*** Opening of Data records ***

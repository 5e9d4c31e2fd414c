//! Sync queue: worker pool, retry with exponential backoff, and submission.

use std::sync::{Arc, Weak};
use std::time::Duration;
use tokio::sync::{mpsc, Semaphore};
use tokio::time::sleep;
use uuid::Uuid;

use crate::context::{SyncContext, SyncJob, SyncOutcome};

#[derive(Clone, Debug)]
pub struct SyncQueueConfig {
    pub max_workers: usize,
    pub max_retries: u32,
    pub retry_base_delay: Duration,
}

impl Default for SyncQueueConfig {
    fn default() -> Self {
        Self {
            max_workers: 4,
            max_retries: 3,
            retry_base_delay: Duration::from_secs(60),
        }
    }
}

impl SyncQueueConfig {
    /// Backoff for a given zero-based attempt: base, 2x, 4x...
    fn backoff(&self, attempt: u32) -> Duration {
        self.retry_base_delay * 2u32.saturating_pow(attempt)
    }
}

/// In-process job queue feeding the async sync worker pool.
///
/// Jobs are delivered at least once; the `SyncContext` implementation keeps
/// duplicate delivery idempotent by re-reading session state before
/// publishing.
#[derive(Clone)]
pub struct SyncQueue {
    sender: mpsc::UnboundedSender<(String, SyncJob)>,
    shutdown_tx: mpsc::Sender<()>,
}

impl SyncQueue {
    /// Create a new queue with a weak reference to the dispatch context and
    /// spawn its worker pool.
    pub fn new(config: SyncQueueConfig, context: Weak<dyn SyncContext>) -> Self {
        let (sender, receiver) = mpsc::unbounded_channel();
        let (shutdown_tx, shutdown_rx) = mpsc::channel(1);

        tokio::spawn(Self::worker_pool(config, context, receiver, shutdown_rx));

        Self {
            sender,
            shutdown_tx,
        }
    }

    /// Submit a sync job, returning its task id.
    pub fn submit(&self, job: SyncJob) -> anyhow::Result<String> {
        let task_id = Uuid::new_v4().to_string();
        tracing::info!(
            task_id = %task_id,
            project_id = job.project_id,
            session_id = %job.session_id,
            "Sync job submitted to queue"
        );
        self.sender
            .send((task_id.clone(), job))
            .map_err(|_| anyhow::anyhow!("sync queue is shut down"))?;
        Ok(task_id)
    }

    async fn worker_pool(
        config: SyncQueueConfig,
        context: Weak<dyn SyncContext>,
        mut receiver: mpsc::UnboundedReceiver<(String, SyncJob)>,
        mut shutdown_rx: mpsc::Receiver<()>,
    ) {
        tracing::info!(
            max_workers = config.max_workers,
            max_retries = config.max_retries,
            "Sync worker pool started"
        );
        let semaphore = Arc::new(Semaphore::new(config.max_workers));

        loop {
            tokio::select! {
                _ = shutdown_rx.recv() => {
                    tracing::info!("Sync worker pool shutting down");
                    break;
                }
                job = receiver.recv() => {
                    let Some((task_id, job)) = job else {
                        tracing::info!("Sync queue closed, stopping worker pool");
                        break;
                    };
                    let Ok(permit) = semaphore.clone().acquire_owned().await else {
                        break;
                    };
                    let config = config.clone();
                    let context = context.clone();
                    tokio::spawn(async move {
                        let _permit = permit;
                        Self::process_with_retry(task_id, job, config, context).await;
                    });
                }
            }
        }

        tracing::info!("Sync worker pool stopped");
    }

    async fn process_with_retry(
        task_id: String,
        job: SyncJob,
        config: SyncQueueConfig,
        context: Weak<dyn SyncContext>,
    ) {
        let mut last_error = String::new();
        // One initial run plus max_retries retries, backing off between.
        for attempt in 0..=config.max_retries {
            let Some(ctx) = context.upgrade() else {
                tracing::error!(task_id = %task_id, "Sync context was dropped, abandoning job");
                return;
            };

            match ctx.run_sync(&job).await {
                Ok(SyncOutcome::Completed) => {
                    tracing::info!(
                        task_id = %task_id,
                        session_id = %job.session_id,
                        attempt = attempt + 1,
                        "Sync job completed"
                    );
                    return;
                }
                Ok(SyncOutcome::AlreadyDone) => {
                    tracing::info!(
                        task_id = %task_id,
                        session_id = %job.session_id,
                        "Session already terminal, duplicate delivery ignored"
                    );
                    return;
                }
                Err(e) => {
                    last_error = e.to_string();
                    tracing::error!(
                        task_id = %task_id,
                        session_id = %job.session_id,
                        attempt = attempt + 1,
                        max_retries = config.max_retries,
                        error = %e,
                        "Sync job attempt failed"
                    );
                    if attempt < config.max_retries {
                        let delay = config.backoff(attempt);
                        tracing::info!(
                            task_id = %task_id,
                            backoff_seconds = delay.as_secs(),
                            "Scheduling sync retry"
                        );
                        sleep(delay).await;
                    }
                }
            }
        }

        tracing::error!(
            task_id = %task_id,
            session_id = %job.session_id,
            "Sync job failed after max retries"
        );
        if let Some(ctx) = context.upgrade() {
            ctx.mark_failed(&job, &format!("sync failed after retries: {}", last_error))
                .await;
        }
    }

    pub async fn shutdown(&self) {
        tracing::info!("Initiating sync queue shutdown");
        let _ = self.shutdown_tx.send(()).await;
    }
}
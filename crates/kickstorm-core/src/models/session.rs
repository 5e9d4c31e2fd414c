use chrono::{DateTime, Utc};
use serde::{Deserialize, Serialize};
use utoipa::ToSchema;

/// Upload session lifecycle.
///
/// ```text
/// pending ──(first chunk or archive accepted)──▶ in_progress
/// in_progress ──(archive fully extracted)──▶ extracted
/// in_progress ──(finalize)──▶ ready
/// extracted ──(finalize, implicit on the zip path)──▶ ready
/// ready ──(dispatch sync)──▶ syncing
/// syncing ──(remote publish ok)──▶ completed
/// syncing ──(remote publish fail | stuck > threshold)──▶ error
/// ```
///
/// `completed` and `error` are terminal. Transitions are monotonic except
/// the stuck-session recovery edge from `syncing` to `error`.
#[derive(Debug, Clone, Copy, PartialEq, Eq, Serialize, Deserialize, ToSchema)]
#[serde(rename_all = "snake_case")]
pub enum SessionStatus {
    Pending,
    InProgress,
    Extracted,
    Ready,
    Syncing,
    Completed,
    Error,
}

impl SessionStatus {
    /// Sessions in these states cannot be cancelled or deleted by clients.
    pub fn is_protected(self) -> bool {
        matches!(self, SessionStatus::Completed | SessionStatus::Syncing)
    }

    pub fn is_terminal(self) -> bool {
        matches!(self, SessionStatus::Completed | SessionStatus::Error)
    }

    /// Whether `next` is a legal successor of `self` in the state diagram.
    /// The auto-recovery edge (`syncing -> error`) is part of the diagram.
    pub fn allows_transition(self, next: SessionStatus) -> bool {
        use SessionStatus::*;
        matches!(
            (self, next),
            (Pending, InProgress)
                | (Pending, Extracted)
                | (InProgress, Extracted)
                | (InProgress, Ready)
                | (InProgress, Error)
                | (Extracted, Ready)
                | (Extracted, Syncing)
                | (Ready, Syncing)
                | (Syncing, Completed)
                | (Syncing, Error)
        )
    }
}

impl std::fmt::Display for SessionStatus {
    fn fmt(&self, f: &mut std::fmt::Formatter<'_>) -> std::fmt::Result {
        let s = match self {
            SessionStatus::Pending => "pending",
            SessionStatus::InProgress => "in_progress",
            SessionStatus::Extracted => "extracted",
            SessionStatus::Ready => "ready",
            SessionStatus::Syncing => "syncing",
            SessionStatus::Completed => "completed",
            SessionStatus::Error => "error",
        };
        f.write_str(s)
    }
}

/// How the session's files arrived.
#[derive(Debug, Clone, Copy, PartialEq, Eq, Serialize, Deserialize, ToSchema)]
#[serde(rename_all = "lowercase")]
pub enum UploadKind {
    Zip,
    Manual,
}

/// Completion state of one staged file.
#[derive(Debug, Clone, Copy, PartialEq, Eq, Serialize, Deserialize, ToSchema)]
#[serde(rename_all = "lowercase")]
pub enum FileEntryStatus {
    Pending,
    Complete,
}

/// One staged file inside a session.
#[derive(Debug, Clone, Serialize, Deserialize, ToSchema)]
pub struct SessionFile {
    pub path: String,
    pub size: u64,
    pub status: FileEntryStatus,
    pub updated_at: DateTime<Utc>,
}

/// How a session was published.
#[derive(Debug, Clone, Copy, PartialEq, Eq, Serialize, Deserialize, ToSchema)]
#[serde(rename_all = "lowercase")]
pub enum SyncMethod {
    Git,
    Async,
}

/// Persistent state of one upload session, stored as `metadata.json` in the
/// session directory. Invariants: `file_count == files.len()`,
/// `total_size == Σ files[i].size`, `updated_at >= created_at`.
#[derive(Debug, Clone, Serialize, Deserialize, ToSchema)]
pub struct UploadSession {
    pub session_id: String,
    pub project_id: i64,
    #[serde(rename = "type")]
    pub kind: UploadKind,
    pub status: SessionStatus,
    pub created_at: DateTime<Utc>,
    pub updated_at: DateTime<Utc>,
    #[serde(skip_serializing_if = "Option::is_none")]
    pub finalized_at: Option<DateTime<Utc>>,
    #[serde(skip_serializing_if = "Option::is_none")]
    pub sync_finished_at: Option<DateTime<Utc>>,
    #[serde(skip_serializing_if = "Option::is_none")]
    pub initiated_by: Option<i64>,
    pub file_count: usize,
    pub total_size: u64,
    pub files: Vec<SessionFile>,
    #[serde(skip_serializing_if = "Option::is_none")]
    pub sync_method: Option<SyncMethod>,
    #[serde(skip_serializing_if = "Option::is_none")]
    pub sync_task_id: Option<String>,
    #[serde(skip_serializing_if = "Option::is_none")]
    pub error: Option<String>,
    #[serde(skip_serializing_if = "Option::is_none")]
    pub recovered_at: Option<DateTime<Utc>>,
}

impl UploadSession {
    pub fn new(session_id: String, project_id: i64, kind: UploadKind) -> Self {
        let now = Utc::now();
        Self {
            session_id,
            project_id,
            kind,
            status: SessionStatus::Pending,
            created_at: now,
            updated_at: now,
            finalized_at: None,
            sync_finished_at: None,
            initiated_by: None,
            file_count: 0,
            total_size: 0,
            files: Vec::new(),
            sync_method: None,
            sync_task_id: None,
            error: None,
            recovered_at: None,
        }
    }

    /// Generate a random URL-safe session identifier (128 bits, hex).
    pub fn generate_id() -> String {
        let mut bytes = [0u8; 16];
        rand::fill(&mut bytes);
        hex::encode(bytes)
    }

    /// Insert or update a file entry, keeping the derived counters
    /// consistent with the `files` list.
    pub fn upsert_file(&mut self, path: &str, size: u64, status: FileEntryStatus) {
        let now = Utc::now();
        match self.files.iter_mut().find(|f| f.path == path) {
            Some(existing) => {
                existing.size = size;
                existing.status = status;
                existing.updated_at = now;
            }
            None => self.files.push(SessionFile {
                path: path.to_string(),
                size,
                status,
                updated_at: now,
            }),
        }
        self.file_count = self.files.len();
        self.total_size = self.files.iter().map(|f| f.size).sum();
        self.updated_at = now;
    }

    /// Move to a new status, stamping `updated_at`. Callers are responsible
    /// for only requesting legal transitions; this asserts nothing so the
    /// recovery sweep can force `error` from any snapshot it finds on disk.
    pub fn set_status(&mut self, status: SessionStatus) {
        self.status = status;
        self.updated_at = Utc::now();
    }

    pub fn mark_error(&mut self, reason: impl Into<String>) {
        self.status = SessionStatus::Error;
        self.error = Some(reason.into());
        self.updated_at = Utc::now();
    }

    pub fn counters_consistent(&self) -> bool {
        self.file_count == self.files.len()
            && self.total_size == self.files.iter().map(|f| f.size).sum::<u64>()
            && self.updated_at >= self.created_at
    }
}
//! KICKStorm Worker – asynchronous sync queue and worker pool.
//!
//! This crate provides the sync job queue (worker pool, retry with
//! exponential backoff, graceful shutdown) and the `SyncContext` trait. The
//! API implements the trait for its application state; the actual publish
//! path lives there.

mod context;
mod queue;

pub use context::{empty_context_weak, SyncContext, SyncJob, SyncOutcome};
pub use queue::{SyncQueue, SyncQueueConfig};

*** Close of Data records ***

* [Instructions for the task]: Each line holding "tokio" in the records should be copied out.

* [Exercise output]:
use tokio::sync::{mpsc, Semaphore};
use tokio::time::sleep;
        tokio::spawn(Self::worker_pool(config, context, receiver, shutdown_rx));
            tokio::select! {
                    tokio::spawn(async move {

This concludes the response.